According to Tulio, he reached 1,000 goals in 2014, at 44 years old, however, this includes goals in friendlies, commemorative games and amateur football.

==International career==
Tulio played 15 games with Brazil national team and scored 13 goals. The team never lost a match with Tulio on the pitch.
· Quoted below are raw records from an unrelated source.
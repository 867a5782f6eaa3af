//! Serializable administrative commands
//!
//! Commands carry their list arguments as `Option` so a request that omitted
//! a list can be told apart from one that sent an empty list.

use std::collections::BTreeSet;

use proven_groups::{GroupInfo, ServerAddress, TableName};
use serde::{Deserialize, Serialize};
use tracing::debug;

use crate::coordinator::GroupCoordinator;
use crate::error::{Error, GroupResult};

/// Administrative command against the group coordinator
#[derive(Debug, Clone, PartialEq, Eq, Serialize, Deserialize)]
#[serde(tag = "op", rename_all = "snake_case")]
pub enum GroupCommand {
    /// Look up a group
    GetGroup {
        /// Group name
        name: String,
    },

    /// Look up the group a table is pinned to
    GetGroupOfTable {
        /// Table to look up
        table: TableName,
    },

    /// Look up the group a server belongs to
    GetGroupOfServer {
        /// Server to look up
        server: ServerAddress,
    },

    /// List every group
    ListGroups,

    /// Create an empty group
    AddGroup {
        /// Name of the new group
        name: String,
    },

    /// Delete an unused group
    RemoveGroup {
        /// Group to delete
        name: String,
    },

    /// Move servers and wait for them to drain
    MoveServers {
        /// Servers to move, all from the same group
        #[serde(default)]
        servers: Option<BTreeSet<ServerAddress>>,
        /// Destination group
        #[serde(default)]
        target_group: Option<String>,
    },

    /// Move tables; no target returns them to the default group
    MoveTables {
        /// Tables to move
        #[serde(default)]
        tables: Option<BTreeSet<TableName>>,
        /// Destination group
        #[serde(default)]
        target_group: Option<String>,
    },

    /// Balance one group
    BalanceGroup {
        /// Group to balance
        name: String,
    },
}

impl GroupCommand {
    /// Command name used in logs
    #[must_use]
    pub const fn command_type(&self) -> &'static str {
        match self {
            Self::GetGroup { .. } => "GetGroup",
            Self::GetGroupOfTable { .. } => "GetGroupOfTable",
            Self::GetGroupOfServer { .. } => "GetGroupOfServer",
            Self::ListGroups => "ListGroups",
            Self::AddGroup { .. } => "AddGroup",
            Self::RemoveGroup { .. } => "RemoveGroup",
            Self::MoveServers { .. } => "MoveServers",
            Self::MoveTables { .. } => "MoveTables",
            Self::BalanceGroup { .. } => "BalanceGroup",
        }
    }
}

/// Response to a [`GroupCommand`]
#[derive(Debug, Clone, PartialEq, Eq, Serialize, Deserialize)]
#[serde(tag = "result", rename_all = "snake_case")]
pub enum GroupCommandResponse {
    /// The command completed with nothing to return
    Done,

    /// A single group lookup
    Group {
        /// The group, if any
        group: Option<GroupInfo>,
    },

    /// Every group
    Groups {
        /// All groups
        groups: Vec<GroupInfo>,
    },

    /// Outcome of a balance run
    Balanced {
        /// Whether any placement change was applied
        ran: bool,
    },
}

impl GroupCoordinator {
    /// Execute a command.
    ///
    /// # Errors
    ///
    /// `InvalidArgument` if a required list or target is missing, otherwise
    /// whatever the underlying operation returns.
    pub async fn execute(&self, command: GroupCommand) -> GroupResult<GroupCommandResponse> {
        debug!("Executing {}", command.command_type());

        match command {
            GroupCommand::GetGroup { name } => Ok(GroupCommandResponse::Group {
                group: self.get_group(&name).await?,
            }),
            GroupCommand::GetGroupOfTable { table } => Ok(GroupCommandResponse::Group {
                group: self.get_group_of_table(&table).await?,
            }),
            GroupCommand::GetGroupOfServer { server } => Ok(GroupCommandResponse::Group {
                group: self.get_group_of_server(&server).await?,
            }),
            GroupCommand::ListGroups => Ok(GroupCommandResponse::Groups {
                groups: self.list_groups().await?,
            }),
            GroupCommand::AddGroup { name } => {
                self.add_group(&name).await?;
                Ok(GroupCommandResponse::Done)
            }
            GroupCommand::RemoveGroup { name } => {
                self.remove_group(&name).await?;
                Ok(GroupCommandResponse::Done)
            }
            GroupCommand::MoveServers {
                servers,
                target_group,
            } => {
                let servers = servers.ok_or_else(|| {
                    Error::InvalidArgument("The list of servers cannot be null".to_string())
                })?;
                if servers.is_empty() {
                    return Ok(GroupCommandResponse::Done);
                }

                let target = target_group.filter(|target| !target.is_empty()).ok_or_else(|| {
                    Error::InvalidArgument("The target group cannot be null".to_string())
                })?;

                self.move_servers(&servers, &target).await?;
                Ok(GroupCommandResponse::Done)
            }
            GroupCommand::MoveTables {
                tables,
                target_group,
            } => {
                let tables = tables.ok_or_else(|| {
                    Error::InvalidArgument("The list of tables cannot be null".to_string())
                })?;

                self.move_tables(&tables, target_group.as_deref()).await?;
                Ok(GroupCommandResponse::Done)
            }
            GroupCommand::BalanceGroup { name } => Ok(GroupCommandResponse::Balanced {
                ran: self.balance_group(&name).await?,
            }),
        }
    }
}
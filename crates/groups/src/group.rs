//! Server group definition.

use std::collections::BTreeSet;

use serde::{Deserialize, Serialize};

use crate::types::{ServerAddress, TableName};

/// Name of the reserved group that always exists and holds every server and
/// table not explicitly placed elsewhere.
pub const DEFAULT_GROUP: &str = "default";

/// A named partition of servers and the tables restricted to run on them.
#[derive(Clone, Debug, PartialEq, Eq, Serialize, Deserialize)]
pub struct GroupInfo {
    name: String,
    servers: BTreeSet<ServerAddress>,
    tables: BTreeSet<TableName>,
}

impl GroupInfo {
    /// Creates an empty group.
    pub fn new(name: impl Into<String>) -> Self {
        Self {
            name: name.into(),
            servers: BTreeSet::new(),
            tables: BTreeSet::new(),
        }
    }

    /// Creates a group with the given members.
    pub fn with_members(
        name: impl Into<String>,
        servers: impl IntoIterator<Item = ServerAddress>,
        tables: impl IntoIterator<Item = TableName>,
    ) -> Self {
        Self {
            name: name.into(),
            servers: servers.into_iter().collect(),
            tables: tables.into_iter().collect(),
        }
    }

    /// The group name.
    #[must_use]
    pub fn name(&self) -> &str {
        &self.name
    }

    /// Whether this is the reserved default group.
    #[must_use]
    pub fn is_default(&self) -> bool {
        self.name == DEFAULT_GROUP
    }

    /// Member servers.
    #[must_use]
    pub const fn servers(&self) -> &BTreeSet<ServerAddress> {
        &self.servers
    }

    /// Tables pinned to this group.
    #[must_use]
    pub const fn tables(&self) -> &BTreeSet<TableName> {
        &self.tables
    }

    /// Whether `server` is a member.
    #[must_use]
    pub fn contains_server(&self, server: &ServerAddress) -> bool {
        self.servers.contains(server)
    }

    /// Whether `table` is pinned to this group.
    #[must_use]
    pub fn contains_table(&self, table: &TableName) -> bool {
        self.tables.contains(table)
    }

    /// Adds a server. Returns false if it was already a member.
    pub fn add_server(&mut self, server: ServerAddress) -> bool {
        self.servers.insert(server)
    }

    /// Removes a server. Returns false if it was not a member.
    pub fn remove_server(&mut self, server: &ServerAddress) -> bool {
        self.servers.remove(server)
    }

    /// Adds a table. Returns false if it was already pinned here.
    pub fn add_table(&mut self, table: TableName) -> bool {
        self.tables.insert(table)
    }

    /// Removes a table. Returns false if it was not pinned here.
    pub fn remove_table(&mut self, table: &TableName) -> bool {
        self.tables.remove(table)
    }
}

#[cfg(test)]
mod tests {
    use super::*;

    #[test]
    fn test_membership_mutation() {
        let mut group = GroupInfo::new("analytics");
        let server = ServerAddress::new("rs1", 16020);
        let table = TableName::new("default", "events");

        assert!(group.add_server(server.clone()));
        assert!(!group.add_server(server.clone()));
        assert!(group.add_table(table.clone()));
        assert!(group.contains_server(&server));
        assert!(group.contains_table(&table));

        assert!(group.remove_server(&server));
        assert!(!group.remove_server(&server));
        assert!(group.remove_table(&table));
        assert!(group.servers().is_empty());
        assert!(group.tables().is_empty());
        assert!(!group.is_default());
        assert!(GroupInfo::new(DEFAULT_GROUP).is_default());
    }
}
With the national team, Túlio was famous for scoring a controversial equalizer against Argentina in the quarter-finals of the 1995 Copa América in Uruguay in which he committed a deliberate handball. Túlio played one more time for the Brazil national team, scoring two goals against Colombia, at a friendly match in Manaus-AM (Vivaldo Lima stadium).

==Personal life==
Télvio, his twin brother, was also a professional footballer and played alongside Túlio at Fluminense FC, Botafogo FR and FC Sion. His son, Tulio Humberto Pereira da Costa Filho, was born on the same date as his father.

==Honours==
Goiás
- Campeonato Goiano: 1989, 1990, 1991

Botafogo
- Série A: 1995
- Teresa Herrera Trophy: 1996
- Torneio Rio-São Paulo: 1998

Corinthians
- Campeonato Paulista: 1997

Cruzeiro
- Recopa Sudamericana: 1998

Vila Nova
- Campeonato Goiano: 2001

São Caetano
- Campeonato Paulista Série A2: 2000

Újpest
- Hungarian Cup: 2002

Brasiliense
- Série C: 2002

Jorge Wilstermann
- Copa Aerosur: 2004

Volta Redonda
- Taça Guanabara: 2005
- Copa Finta Internacional: 2005

Itauçu
- Campeonato Goiano Third Division: 2006

Individual
- Bola de Prata: 1989, 1990, 1995
- Sharp Award: 1995
- Sony Award: 1995
- Série A: 1989, 1994, 1995
- Série B top scorer: 2008
- Série C top scorer: 2002, 2007
- Campeonato Brasiliense top scorer: 2009
- Campeonato Carioca top scorer: 1994, 1995, 2005
- Campeonato Goiano top scorer: 1991, 2001, 2008
- Campeonato Goiano Third Division top scorer: 2006
- Campeonato Paulista top scorer: 2000

==Records==
- Goiás all-time leading scorer with 187 goals.
- Vila Nova all-time leading scorer with 99 goals.
- Holds the record for most goals scored in a single Série C, with 27 goals in 2007.
- Six time leading scorer of Campeonato Brasileiro, including Série A, B and C.
- He is the only player to be a leading scorer in three different levels in Brazilian football system (Série A, B and C).
- He was the Brazilian season scorer in 1995 (67 goals) and 2007 (50 goals).